Collected data entries:

════════════════════

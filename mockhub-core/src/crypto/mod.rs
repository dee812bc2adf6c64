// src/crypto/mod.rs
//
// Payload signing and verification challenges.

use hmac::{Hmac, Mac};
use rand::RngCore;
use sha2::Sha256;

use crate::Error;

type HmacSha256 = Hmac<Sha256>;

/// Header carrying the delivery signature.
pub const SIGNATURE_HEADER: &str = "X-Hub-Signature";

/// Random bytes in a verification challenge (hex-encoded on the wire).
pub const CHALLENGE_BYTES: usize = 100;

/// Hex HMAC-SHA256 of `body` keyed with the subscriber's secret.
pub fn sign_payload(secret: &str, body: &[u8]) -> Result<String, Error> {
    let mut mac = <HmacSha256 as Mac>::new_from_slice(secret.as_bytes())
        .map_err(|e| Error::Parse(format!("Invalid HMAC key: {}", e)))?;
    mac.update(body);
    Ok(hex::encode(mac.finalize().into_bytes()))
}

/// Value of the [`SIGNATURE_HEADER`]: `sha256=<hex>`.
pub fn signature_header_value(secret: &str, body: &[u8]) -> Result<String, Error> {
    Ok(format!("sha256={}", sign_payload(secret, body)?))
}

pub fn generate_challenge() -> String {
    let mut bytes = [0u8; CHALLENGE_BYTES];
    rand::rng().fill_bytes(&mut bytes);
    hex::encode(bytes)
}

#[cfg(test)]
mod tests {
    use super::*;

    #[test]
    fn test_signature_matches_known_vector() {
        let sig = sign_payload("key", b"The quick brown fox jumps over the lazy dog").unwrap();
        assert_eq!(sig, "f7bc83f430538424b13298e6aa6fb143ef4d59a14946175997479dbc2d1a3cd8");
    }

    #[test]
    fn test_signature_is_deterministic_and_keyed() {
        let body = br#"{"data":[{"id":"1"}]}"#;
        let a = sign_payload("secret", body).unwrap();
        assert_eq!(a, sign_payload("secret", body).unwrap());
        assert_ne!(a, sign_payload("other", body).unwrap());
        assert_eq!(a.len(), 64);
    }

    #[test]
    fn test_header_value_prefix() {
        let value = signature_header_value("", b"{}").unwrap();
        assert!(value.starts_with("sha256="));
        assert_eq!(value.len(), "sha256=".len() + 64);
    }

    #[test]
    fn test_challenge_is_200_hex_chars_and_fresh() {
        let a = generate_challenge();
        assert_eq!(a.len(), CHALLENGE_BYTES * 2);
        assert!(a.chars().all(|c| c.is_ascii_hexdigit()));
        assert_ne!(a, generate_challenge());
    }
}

════════════════════

● **EXERCISE GOAL**
Show all lines in the records above that hold "crypto".

● **RESPONSE TO THIS EXERCISE**
filename mockhub-core/src/crypto/mod.rs
// src/crypto/mod.rs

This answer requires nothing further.